How to install Python package from source on Windows

bartc bc at freeuk.com
Thu May 18 15:29:49 EDT 2017


On 18/05/2017 19:50, Chris Angelico wrote:

> Now this, however, is more serious. Those warnings scare me, too. (I
> just tried it.) Instead of being "gcc is noisy", these are "your code
> is sloppy". These are exactly why I tell most people NOT to write in
> C. For machine-generated code, this is IMO unacceptable. Maybe
> "-Wno-unused" is okay (machine-generated code often has some junk in
> it), but all the uninitialized variables? No way. Doesn't matter what
> compiler you use, run it in all-warnings-enabled mode at least once as
> part of testing your codegen.

The rules are different when you are writing in a different language and 
only use a C compiler to compile the intermediate code.

Before it becomes C, the code has already been largely verified. C might 
still pick up some things, if the first compiler doesn't check them.

But C is dominated by its ideas of what is undefined behaviour and what 
is implementation defined, which don't match the model used in the 
original language. That language might only be designed for a small set 
of architectures where everything is well defined, whereas C is expected 
to run on every conceivable architecture ever devised.

So the original language can decide that converting a 64-bit pointer (to 
'void') to a 64-bit function pointer is fine, provided there is a cast. 
But C might not like it because on some obscure machine, function 
pointers work differently. You need to do a lot of work to shut up the 
compiler (and it still won't work on that obscure machine).

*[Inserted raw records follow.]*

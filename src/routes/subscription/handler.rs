use crate::{
    ApiClient,
    cache::keys::{
        DETAIL_TTL, SUBSCRIPTIONS_PREFIX, subscription_details_key, subscription_list_key,
    },
    common::Record,
    error::Result,
    result::Ack,
};

use super::model::{PlanList, SubscriptionPlan};

impl ApiClient {
    pub async fn get_subscription_plans(&self, skip_cache: bool) -> Result<Vec<SubscriptionPlan>> {
        let list: PlanList = self
            .cached_get(
                &subscription_list_key(),
                "/subscriptionmanagement/list",
                DETAIL_TTL,
                skip_cache,
            )
            .await?;
        Ok(list.plans)
    }

    pub async fn get_subscription_details(&self, plan_id: &str, skip_cache: bool) -> Result<Record> {
        self.cached_get(
            &subscription_details_key(plan_id),
            &format!("/subscriptionmanagement/details/{}", plan_id),
            DETAIL_TTL,
            skip_cache,
        )
        .await
    }

    pub async fn create_subscription_plan(&self, plan: &SubscriptionPlan) -> Result<Ack> {
        self.mutate(
            &[SUBSCRIPTIONS_PREFIX],
            self.post_json("/subscriptionmanagement/create", plan),
        )
        .await
    }

    pub async fn update_subscription_plan(&self, plan: &SubscriptionPlan) -> Result<Ack> {
        self.mutate(
            &[SUBSCRIPTIONS_PREFIX],
            self.post_json("/subscriptionmanagement/update", plan),
        )
        .await
    }

    pub async fn delete_subscription_plan(&self, plan_id: &str) -> Result<Ack> {
        self.mutate(
            &[SUBSCRIPTIONS_PREFIX],
            self.delete(&format!("/subscriptionmanagement/delete/{}", plan_id)),
        )
        .await
    }
}
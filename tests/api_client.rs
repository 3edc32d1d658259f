//! End-to-end calls against an in-process stub of the admin backend.

use std::sync::{Arc, Mutex};
use std::time::Duration;

use axum::{
    Json, Router,
    extract::State,
    http::{HeaderMap, Method, StatusCode, Uri, header},
    response::{IntoResponse, Response},
};
use rentals_admin::{
    ApiCache, ApiClient, ClientError, Config, ErrorKind, Session,
    common::ListParams,
    routes::{
        property_request::{PropertyRequestFilter, PropertyRequestStats},
        user::UserListParams,
    },
};
use serde_json::{Value, json};

#[derive(Debug, Clone)]
struct Hit {
    method: String,
    path: String,
    query: String,
    authorization: Option<String>,
    content_type: Option<String>,
    body: String,
}

#[derive(Clone)]
struct Backend {
    hits: Arc<Mutex<Vec<Hit>>>,
    listings: Arc<Mutex<Vec<Value>>>,
}

impl Backend {
    fn new() -> Self {
        Self {
            hits: Arc::new(Mutex::new(Vec::new())),
            listings: Arc::new(Mutex::new(vec![
                json!({"listing_id": 11, "title": "2-bed flat, Lekki", "status": "pending"}),
                json!({"listing_id": 12, "title": "Studio, Yaba", "status": "approved"}),
            ])),
        }
    }

    fn hits_for(&self, method: &str, path: &str) -> Vec<Hit> {
        self.hits
            .lock()
            .unwrap()
            .iter()
            .filter(|h| h.method == method && h.path == path)
            .cloned()
            .collect()
    }
}

fn header_value(headers: &HeaderMap, name: header::HeaderName) -> Option<String> {
    headers
        .get(name)
        .and_then(|v| v.to_str().ok())
        .map(str::to_string)
}

async fn handle(
    State(backend): State<Backend>,
    method: Method,
    uri: Uri,
    headers: HeaderMap,
    body: String,
) -> Response {
    let path = uri.path().to_string();
    backend.hits.lock().unwrap().push(Hit {
        method: method.to_string(),
        path: path.clone(),
        query: uri.query().unwrap_or_default().to_string(),
        authorization: header_value(&headers, header::AUTHORIZATION),
        content_type: header_value(&headers, header::CONTENT_TYPE),
        body: body.clone(),
    });

    match (method.as_str(), path.as_str()) {
        ("POST", "/users/loginfunc") => {
            let body: Value = serde_json::from_str(&body).unwrap_or_default();
            let reply = match body["username"].as_str() {
                Some("admin@rentals.test") => json!({
                    "status": true,
                    "data": {
                        "access_token": "tok-admin",
                        "user_data": {"name": "Ada", "roles": [{"role_name": "Admin"}]}
                    }
                }),
                Some("landlord@rentals.test") => json!({
                    "status": true,
                    "data": {
                        "access_token": "tok-landlord",
                        "user_data": {"name": "Lola", "roles": ["Landlord"]}
                    }
                }),
                _ => json!({"status": false, "message": "Invalid username or password"}),
            };
            Json(reply).into_response()
        }
        ("GET", "/usermanagement/list") => Json(json!({
            "status": true,
            "data": {
                "users": [{"user_id": 1, "name": "Ada", "roles": ["Admin"], "status": true}],
                "pagination": {"page": 1, "limit": 20, "total": 1, "total_pages": 1}
            }
        }))
        .into_response(),
        ("GET", "/listingmanagement/list") => {
            let listings = backend.listings.lock().unwrap().clone();
            Json(json!({"status": true, "data": {"listings": listings}})).into_response()
        }
        ("POST", "/listingmanagement/approve") => {
            let body: Value = serde_json::from_str(&body).unwrap_or_default();
            let id = body["listing_id"].as_str().unwrap_or_default().to_string();
            let mut listings = backend.listings.lock().unwrap();
            match listings.iter_mut().find(|l| l["listing_id"].to_string() == id) {
                Some(listing) => {
                    listing["status"] = json!("approved");
                    Json(json!({"status": true, "message": "Listing approved"})).into_response()
                }
                None => Json(json!({"status": false, "message": "Listing not found"}))
                    .into_response(),
            }
        }
        ("GET", "/kycmanagement/stats") => (
            StatusCode::INTERNAL_SERVER_ERROR,
            Json(json!({"status": false, "message": "database unavailable"})),
        )
            .into_response(),
        ("GET", "/dashboard/stats") => "<html>maintenance</html>".into_response(),
        ("POST", "/companyagents/updateStatus") => {
            Json(json!({"status": false, "message": "Request already processed"})).into_response()
        }
        ("GET", "/propertyrequests/browse") => Json(json!({
            "status": true,
            "data": {"requests": [
                {"request_id": 1, "user_id": "u1", "status": "active", "state": "Lagos"},
                {"request_id": 2, "user_id": "u2", "status": "closed", "state": "Lagos"},
                {"request_id": "3", "user_id": 7, "status": "active", "state": "Lagos"}
            ]}
        }))
        .into_response(),
        ("DELETE", p) if p.starts_with("/settings/") => {
            Json(json!({"status": true, "message": "Setting deleted"})).into_response()
        }
        ("POST", p) if p.starts_with("/subscriptionmanagement/send_reminder/") => {
            Json(json!({"status": true, "message": "Reminder sent"})).into_response()
        }
        _ => (
            StatusCode::NOT_FOUND,
            Json(json!({"status": false, "message": "Not found"})),
        )
            .into_response(),
    }
}

async fn spawn_backend() -> (Backend, String) {
    let backend = Backend::new();
    let app = Router::new().fallback(handle).with_state(backend.clone());
    let listener = tokio::net::TcpListener::bind("127.0.0.1:0").await.unwrap();
    let addr = listener.local_addr().unwrap();
    tokio::spawn(async move {
        axum::serve(listener, app).await.unwrap();
    });
    (backend, format!("http://{}", addr))
}

fn client_for(base_url: &str, cache: ApiCache) -> ApiClient {
    ApiClient::new(
        Config::with_base_url(base_url),
        Arc::new(Session::in_memory()),
        Arc::new(cache),
    )
    .unwrap()
}

async fn signed_in(base_url: &str) -> ApiClient {
    let client = client_for(base_url, ApiCache::new());
    client.login("admin@rentals.test", "secret").await.unwrap();
    client
}

#[tokio::test]
async fn login_keeps_token_and_sends_bearer() {
    let (backend, url) = spawn_backend().await;
    let client = signed_in(&url).await;

    assert_eq!(client.session().access_token().await.as_deref(), Some("tok-admin"));
    assert_eq!(client.current_admin().await.unwrap().name, "Ada");

    let login = &backend.hits_for("POST", "/users/loginfunc")[0];
    let body: Value = serde_json::from_str(&login.body).unwrap();
    assert_eq!(
        body,
        json!({"username": "admin@rentals.test", "password": "secret", "requestID": "rid_2006"})
    );

    let page = client.get_users(&UserListParams::default(), false).await.unwrap();
    assert_eq!(page.users[0].user_id, "1");

    let list = &backend.hits_for("GET", "/usermanagement/list")[0];
    assert_eq!(list.authorization.as_deref(), Some("Bearer tok-admin"));
    assert_eq!(list.content_type.as_deref(), Some("application/json"));
    // GETs carry no correlation id
    assert_eq!(list.query, "");
}

#[tokio::test]
async fn non_admin_login_is_turned_away() {
    let (_backend, url) = spawn_backend().await;
    let client = client_for(&url, ApiCache::new());

    let err = client.login("landlord@rentals.test", "secret").await.unwrap_err();
    assert!(matches!(err, ClientError::AccessDenied));
    assert_eq!(err.to_string(), "Access denied: Admin role required");
    assert_eq!(client.session().access_token().await, None);
    assert!(matches!(
        client.current_admin().await,
        Err(ClientError::Unauthenticated)
    ));
}

#[tokio::test]
async fn bad_credentials_surface_backend_message() {
    let (_backend, url) = spawn_backend().await;
    let client = client_for(&url, ApiCache::new());

    let err = client.login("nobody@rentals.test", "x").await.unwrap_err();
    assert_eq!(err.kind(), ErrorKind::Backend);
    assert_eq!(err.user_message(true), "Invalid username or password");
}

#[tokio::test]
async fn anonymous_requests_have_no_bearer() {
    let (backend, url) = spawn_backend().await;
    let client = client_for(&url, ApiCache::new());

    client.get_users(&UserListParams::default(), false).await.unwrap();
    let hit = &backend.hits_for("GET", "/usermanagement/list")[0];
    assert_eq!(hit.authorization, None);
}

#[tokio::test]
async fn approval_is_visible_on_the_next_list_read() {
    let (backend, url) = spawn_backend().await;
    let client = signed_in(&url).await;
    let params = ListParams::default();

    let before = client.get_listings(&params, false).await.unwrap();
    assert_eq!(before.listings[0].status, "pending");
    // served from cache
    client.get_listings(&params, false).await.unwrap();
    assert_eq!(backend.hits_for("GET", "/listingmanagement/list").len(), 1);

    let ack = client.approve_listing("11").await.unwrap();
    assert_eq!(ack.message.as_deref(), Some("Listing approved"));
    let approve = &backend.hits_for("POST", "/listingmanagement/approve")[0];
    let body: Value = serde_json::from_str(&approve.body).unwrap();
    assert_eq!(body, json!({"listing_id": "11", "requestID": "rid_2006"}));

    let after = client.get_listings(&params, false).await.unwrap();
    assert_eq!(after.listings[0].status, "approved");
    assert_eq!(backend.hits_for("GET", "/listingmanagement/list").len(), 2);
}

#[tokio::test]
async fn delete_carries_request_id_in_query() {
    let (backend, url) = spawn_backend().await;
    let client = signed_in(&url).await;

    client.delete_setting("site_name").await.unwrap();
    let hit = &backend.hits_for("DELETE", "/settings/site_name")[0];
    assert_eq!(hit.query, "requestID=rid_2006");
}

#[tokio::test]
async fn multipart_posts_skip_json_content_type() {
    let (backend, url) = spawn_backend().await;
    let client = signed_in(&url).await;

    let ack = client.send_subscription_reminder("sub_9").await.unwrap();
    assert_eq!(ack.message.as_deref(), Some("Reminder sent"));

    let hit = &backend.hits_for("POST", "/subscriptionmanagement/send_reminder/sub_9")[0];
    let content_type = hit.content_type.as_deref().unwrap();
    assert!(content_type.starts_with("multipart/form-data"), "{}", content_type);
    assert!(hit.body.contains("name=\"requestID\""));
    assert!(hit.body.contains("rid_2006"));
}

#[tokio::test]
async fn server_error_keeps_backend_message() {
    let (_backend, url) = spawn_backend().await;
    let client = signed_in(&url).await;

    let err = client.get_kyc_stats(false).await.unwrap_err();
    assert!(matches!(
        err,
        ClientError::Backend { status: Some(500), ref message } if message == "database unavailable"
    ));
    assert!(client.cache().get("kyc:stats").is_none());
}

#[tokio::test]
async fn html_body_is_a_transport_failure() {
    let (_backend, url) = spawn_backend().await;
    let client = signed_in(&url).await;

    let err = client.get_dashboard_stats(false).await.unwrap_err();
    assert_eq!(err.kind(), ErrorKind::Transport);
    assert_eq!(err.user_message(false), "Failed to load data. Please retry.");
}

#[tokio::test]
async fn rate_limited_reads_never_reach_the_backend() {
    let (backend, url) = spawn_backend().await;
    let cache = ApiCache::with_limits(Duration::from_secs(300), 2, Duration::from_secs(60));
    let client = client_for(&url, cache);
    let params = UserListParams::default();

    client.get_users(&params, true).await.unwrap();
    client.get_users(&params, true).await.unwrap();
    let err = client.get_users(&params, true).await.unwrap_err();

    assert_eq!(err.kind(), ErrorKind::RateLimited);
    assert!(err.to_string().starts_with("Rate limit exceeded. Try again in"));
    assert_eq!(backend.hits_for("GET", "/usermanagement/list").len(), 2);
}

#[tokio::test]
async fn agent_rejection_needs_a_reason() {
    let (backend, url) = spawn_backend().await;
    let client = signed_in(&url).await;

    let err = client.reject_company_agent(4, "   ").await.unwrap_err();
    assert!(matches!(err, ClientError::Validation(_)));
    assert!(backend.hits_for("POST", "/companyagents/updateStatus").is_empty());

    let err = client.reject_company_agent(4, "CAC number mismatch").await.unwrap_err();
    assert_eq!(err.to_string(), "Request already processed");
    let hit = &backend.hits_for("POST", "/companyagents/updateStatus")[0];
    let body: Value = serde_json::from_str(&hit.body).unwrap();
    assert_eq!(
        body,
        json!({
            "request_id": 4,
            "status": "rejected",
            "rejection_reason": "CAC number mismatch",
            "requestID": "rid_2006"
        })
    );
}

#[tokio::test]
async fn property_requests_and_counters() {
    let (backend, url) = spawn_backend().await;
    let client = signed_in(&url).await;

    let filter = PropertyRequestFilter {
        status: None,
        state: Some("Lagos".into()),
    };
    let requests = client.browse_property_requests(&filter).await.unwrap();
    let stats = PropertyRequestStats::from_requests(&requests);

    assert_eq!(requests[2].request_id, "3");
    assert_eq!(requests[2].user_id, "7");
    assert_eq!((stats.total, stats.active, stats.closed), (3, 2, 1));
    assert_eq!(backend.hits_for("GET", "/propertyrequests/browse")[0].query, "state=Lagos");
}

#[tokio::test]
async fn logout_forgets_session_and_cache() {
    let (_backend, url) = spawn_backend().await;
    let client = signed_in(&url).await;
    client.get_users(&UserListParams::default(), false).await.unwrap();
    assert!(!client.cache().is_empty());

    client.logout().await.unwrap();
    assert!(client.cache().is_empty());
    assert!(!client.session().is_authenticated().await);
}
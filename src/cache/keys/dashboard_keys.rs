pub const DASHBOARD_PREFIX: &str = "dashboard:";

pub fn dashboard_stats_key() -> String {
    format!("{}stats", DASHBOARD_PREFIX)
}

/// `query` is the encoded query suffix, possibly empty.
pub fn recent_activity_key(query: &str) -> String {
    format!("{}recent_activity:{}", DASHBOARD_PREFIX, query)
}
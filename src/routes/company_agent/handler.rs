use crate::{
    ApiClient, client::require_reason, error::Result, result::Ack, utils::QueryString,
};

use super::model::{AgentRequestList, AgentRequestStatus, CompanyAgentRequest, UpdateStatusRequest};

impl ApiClient {
    /// Agent applications, optionally narrowed to one status. Never cached.
    pub async fn get_company_agent_requests(
        &self,
        status: Option<AgentRequestStatus>,
    ) -> Result<Vec<CompanyAgentRequest>> {
        let suffix = QueryString::new()
            .opt("status", status.map(|s| s.as_str()))
            .suffix();
        let list: AgentRequestList = self
            .get(&format!("/companyagents/getAllRequests{}", suffix))
            .await?;
        Ok(list.requests)
    }

    pub async fn approve_company_agent(&self, request_id: i64) -> Result<Ack> {
        let body = UpdateStatusRequest {
            request_id,
            status: AgentRequestStatus::Approved,
            rejection_reason: None,
        };
        self.post_json("/companyagents/updateStatus", body).await
    }

    pub async fn reject_company_agent(&self, request_id: i64, reason: &str) -> Result<Ack> {
        let body = UpdateStatusRequest {
            request_id,
            status: AgentRequestStatus::Rejected,
            rejection_reason: Some(require_reason(reason)?),
        };
        self.post_json("/companyagents/updateStatus", body).await
    }
}
use crate::{
    ApiClient,
    cache::keys::{DETAIL_TTL, LIST_TTL, USERS_PREFIX, user_details_key, user_list_key},
    common::Record,
    error::Result,
    result::Ack,
};

use super::model::{ToggleStatusRequest, UpdateRolesRequest, UserListParams, UserPage};

impl ApiClient {
    pub async fn get_users(&self, params: &UserListParams, skip_cache: bool) -> Result<UserPage> {
        let suffix = params.to_query().suffix();
        self.cached_get(
            &user_list_key(&suffix),
            &format!("/usermanagement/list{}", suffix),
            LIST_TTL,
            skip_cache,
        )
        .await
    }

    pub async fn get_user_details(&self, user_id: &str, skip_cache: bool) -> Result<Record> {
        self.cached_get(
            &user_details_key(user_id),
            &format!("/usermanagement/details/{}", user_id),
            DETAIL_TTL,
            skip_cache,
        )
        .await
    }

    pub async fn update_user_roles(&self, user_id: &str, roles: &[String]) -> Result<Ack> {
        let body = UpdateRolesRequest { user_id, roles };
        self.mutate(&[USERS_PREFIX], self.post_json("/usermanagement/updateRoles", body))
            .await
    }

    /// Flips the account status, or sets it explicitly when `status` is given.
    pub async fn toggle_user_status(&self, user_id: &str, status: Option<bool>) -> Result<Ack> {
        let body = ToggleStatusRequest { user_id, status };
        self.mutate(&[USERS_PREFIX], self.post_json("/usermanagement/toggleStatus", body))
            .await
    }

    pub async fn delete_user(&self, user_id: &str) -> Result<Ack> {
        self.mutate(
            &[USERS_PREFIX],
            self.delete(&format!("/usermanagement/delete/{}", user_id)),
        )
        .await
    }
}
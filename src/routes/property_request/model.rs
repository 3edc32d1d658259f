use serde::{Deserialize, Serialize};

use crate::common::id_string;
use crate::utils::QueryString;

/// A seeker's "looking for" post.
#[derive(Debug, Clone, Serialize, Deserialize, PartialEq)]
pub struct PropertyRequest {
    #[serde(deserialize_with = "id_string")]
    pub request_id: String,
    #[serde(default, deserialize_with = "id_string")]
    pub user_id: String,
    #[serde(default)]
    pub category: String,
    #[serde(default)]
    pub property_type: String,
    #[serde(default)]
    pub state: String,
    #[serde(default)]
    pub locality: Option<String>,
    #[serde(default)]
    pub specific_area: Option<String>,
    #[serde(default)]
    pub bedrooms: Option<u32>,
    #[serde(default)]
    pub bathrooms: Option<u32>,
    #[serde(default)]
    pub budget_min: f64,
    #[serde(default)]
    pub budget_max: f64,
    #[serde(default)]
    pub seeker_name: String,
    #[serde(default)]
    pub seeker_phone: String,
    #[serde(default)]
    pub seeker_email: String,
    #[serde(default)]
    pub description: Option<String>,
    #[serde(default)]
    pub status: String,
    #[serde(default)]
    pub created_at: Option<String>,
}

#[derive(Debug, Clone, Default)]
pub struct PropertyRequestFilter {
    pub status: Option<String>,
    pub state: Option<String>,
}

impl PropertyRequestFilter {
    pub fn to_query(&self) -> QueryString {
        QueryString::new()
            .opt("status", self.status.as_deref().filter(|s| !s.is_empty()))
            .opt("state", self.state.as_deref().filter(|s| !s.is_empty()))
    }
}

/// Counters shown above the property-request table.
#[derive(Debug, Clone, Copy, Default, PartialEq, Eq, Serialize)]
pub struct PropertyRequestStats {
    pub total: usize,
    pub active: usize,
    pub fulfilled: usize,
    pub closed: usize,
}

impl PropertyRequestStats {
    pub fn from_requests(requests: &[PropertyRequest]) -> Self {
        requests.iter().fold(
            Self {
                total: requests.len(),
                ..Self::default()
            },
            |mut stats, r| {
                match r.status.as_str() {
                    "active" => stats.active += 1,
                    "fulfilled" => stats.fulfilled += 1,
                    "closed" => stats.closed += 1,
                    _ => {}
                }
                stats
            },
        )
    }
}

#[derive(Debug, Default, Deserialize)]
pub(super) struct PropertyRequestList {
    #[serde(default)]
    pub requests: Vec<PropertyRequest>,
}
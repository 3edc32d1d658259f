mod handler;
mod model;

pub use model::{Listing, ListingPage};
use thiserror::Error;

pub type Result<T> = std::result::Result<T, ClientError>;

/// Every failure an admin call can surface.
#[derive(Debug, Error)]
pub enum ClientError {
    #[error("network error: {0}")]
    Transport(#[from] reqwest::Error),

    #[error("unexpected response: {0}")]
    Decode(String),

    /// The backend answered with `status: false` or a non-2xx code.
    #[error("{message}")]
    Backend { status: Option<u16>, message: String },

    #[error("Rate limit exceeded. Try again in {retry_after_secs}s")]
    RateLimited { retry_after_secs: u64 },

    #[error("Access denied: Admin role required")]
    AccessDenied,

    #[error("Not signed in")]
    Unauthenticated,

    #[error("{0}")]
    Validation(String),

    #[error("session store error: {0}")]
    Session(String),

    #[error("configuration error: {0}")]
    Config(String),
}

/// The three failure families an admin view distinguishes.
#[derive(Debug, Clone, Copy, PartialEq, Eq)]
pub enum ErrorKind {
    Transport,
    Backend,
    RateLimited,
}

impl ClientError {
    pub fn backend(message: impl Into<String>) -> Self {
        ClientError::Backend {
            status: None,
            message: message.into(),
        }
    }

    pub fn kind(&self) -> ErrorKind {
        match self {
            ClientError::Transport(_) | ClientError::Decode(_) => ErrorKind::Transport,
            ClientError::RateLimited { .. } => ErrorKind::RateLimited,
            ClientError::Backend { .. }
            | ClientError::AccessDenied
            | ClientError::Unauthenticated
            | ClientError::Validation(_)
            | ClientError::Session(_)
            | ClientError::Config(_) => ErrorKind::Backend,
        }
    }

    /// Inline message for the affected view. Transport failures are generic,
    /// everything else is shown as-is.
    pub fn user_message(&self, mutating: bool) -> String {
        match self.kind() {
            ErrorKind::Transport if mutating => "Failed to save changes. Please retry.".into(),
            ErrorKind::Transport => "Failed to load data. Please retry.".into(),
            _ => self.to_string(),
        }
    }
}

impl From<serde_json::Error> for ClientError {
    fn from(e: serde_json::Error) -> Self {
        ClientError::Decode(e.to_string())
    }
}

impl From<std::io::Error> for ClientError {
    fn from(e: std::io::Error) -> Self {
        ClientError::Session(e.to_string())
    }
}
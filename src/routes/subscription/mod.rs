mod handler;
mod model;

pub use model::{PlanList, SubscriptionPlan};
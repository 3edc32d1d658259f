use std::fmt::Display;

use url::form_urlencoded;

const PLACEHOLDER_IMAGE: &str = "/placeholder.svg";

/// Ordered, form-urlencoded query parameters. Absent values are skipped.
#[derive(Debug, Clone, Default, PartialEq)]
pub struct QueryString {
    pairs: Vec<(String, String)>,
}

impl QueryString {
    pub fn new() -> Self {
        Self::default()
    }

    pub fn set(mut self, key: &str, value: impl Display) -> Self {
        let value = value.to_string();
        match self.pairs.iter_mut().find(|(k, _)| k == key) {
            Some(pair) => pair.1 = value,
            None => self.pairs.push((key.to_string(), value)),
        }
        self
    }

    pub fn opt<V: Display>(self, key: &str, value: Option<V>) -> Self {
        match value {
            Some(v) => self.set(key, v),
            None => self,
        }
    }

    pub fn is_empty(&self) -> bool {
        self.pairs.is_empty()
    }

    /// `?a=1&b=2`, or an empty string when there are no parameters.
    pub fn suffix(&self) -> String {
        if self.pairs.is_empty() {
            return String::new();
        }
        let encoded = form_urlencoded::Serializer::new(String::new())
            .extend_pairs(self.pairs.iter())
            .finish();
        format!("?{}", encoded)
    }
}

/// Appends `key=value` to a path that may already carry a query string.
pub fn append_query_param(path: &str, key: &str, value: &str) -> String {
    let separator = if path.contains('?') { '&' } else { '?' };
    let encoded = form_urlencoded::Serializer::new(String::new())
        .append_pair(key, value)
        .finish();
    format!("{}{}{}", path, separator, encoded)
}

/// Public URL for an uploaded image path.
pub fn image_url(api_base_url: &str, image_path: Option<&str>) -> String {
    let path = match image_path {
        Some(p) if !p.is_empty() => p,
        _ => return PLACEHOLDER_IMAGE.to_string(),
    };
    if path.starts_with("http") {
        return path.to_string();
    }

    let base = api_base_url.trim_end_matches('/');
    let base = base.strip_suffix("/public").unwrap_or(base);
    let clean = path.strip_prefix('/').unwrap_or(path);
    format!("{}/public/{}", base, clean)
}
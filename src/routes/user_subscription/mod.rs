mod handler;
mod model;

pub use model::{UserSubscription, UserSubscriptionPage, UserSubscriptionParams};
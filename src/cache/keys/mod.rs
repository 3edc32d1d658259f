/// Cache key builders, one file per endpoint family.
///
/// Every family shares a prefix so a mutation can drop the whole family with
/// a single `clear_by_prefix`.
use std::time::Duration;

pub mod dashboard_keys;
pub mod kyc_keys;
pub mod listing_keys;
pub mod setting_keys;
pub mod subscription_keys;
pub mod user_keys;

pub use dashboard_keys::{DASHBOARD_PREFIX, dashboard_stats_key, recent_activity_key};
pub use kyc_keys::{KYC_PREFIX, kyc_details_key, kyc_list_key, kyc_stats_key};
pub use listing_keys::{LISTINGS_PREFIX, listing_details_key, listing_list_key, listing_stats_key};
pub use setting_keys::{
    EQUIPMENT_PREFIX, SETTINGS_PREFIX, equipment_categories_key, settings_all_key,
    settings_grouped_key,
};
pub use subscription_keys::{SUBSCRIPTIONS_PREFIX, subscription_details_key, subscription_list_key};
pub use user_keys::{
    USER_SUBSCRIPTIONS_PREFIX, USERS_PREFIX, user_details_key, user_list_key,
    user_subscription_list_key,
};

/// Paginated lists go stale fastest.
pub const LIST_TTL: Duration = Duration::from_secs(2 * 60);

pub const ACTIVITY_TTL: Duration = Duration::from_secs(60);

/// Details, stats and settings.
pub const DETAIL_TTL: Duration = Duration::from_secs(5 * 60);
mod handler;
mod model;

pub use model::ActivityParams;
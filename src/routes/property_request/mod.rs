mod handler;
mod model;

pub use model::{PropertyRequest, PropertyRequestFilter, PropertyRequestStats};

Bear in mind C allows you to do this:

int *A[10];    // array of pointers to int
int (*B)[10];  // pointer to array of int
int i;

*A[i];         // index then deref to get the int
(*B)[i];       // deref then index to get the int

That's fine so far: one is an array of pointers, other is a pointer to 
an array. However, you can also do this:

(*A)[i];       // deref an array then index
*B[i];         // index a pointer then deref

which is wrong, and can crash the program. A compiler however will not 
detect it as it is perfectly legal, meanwhile it will deluge you with 
hundreds of pointless warnings.

In my original language, such a mixup is illegal. So, do you still trust 
a C compiler more? The language is inherently unsafe.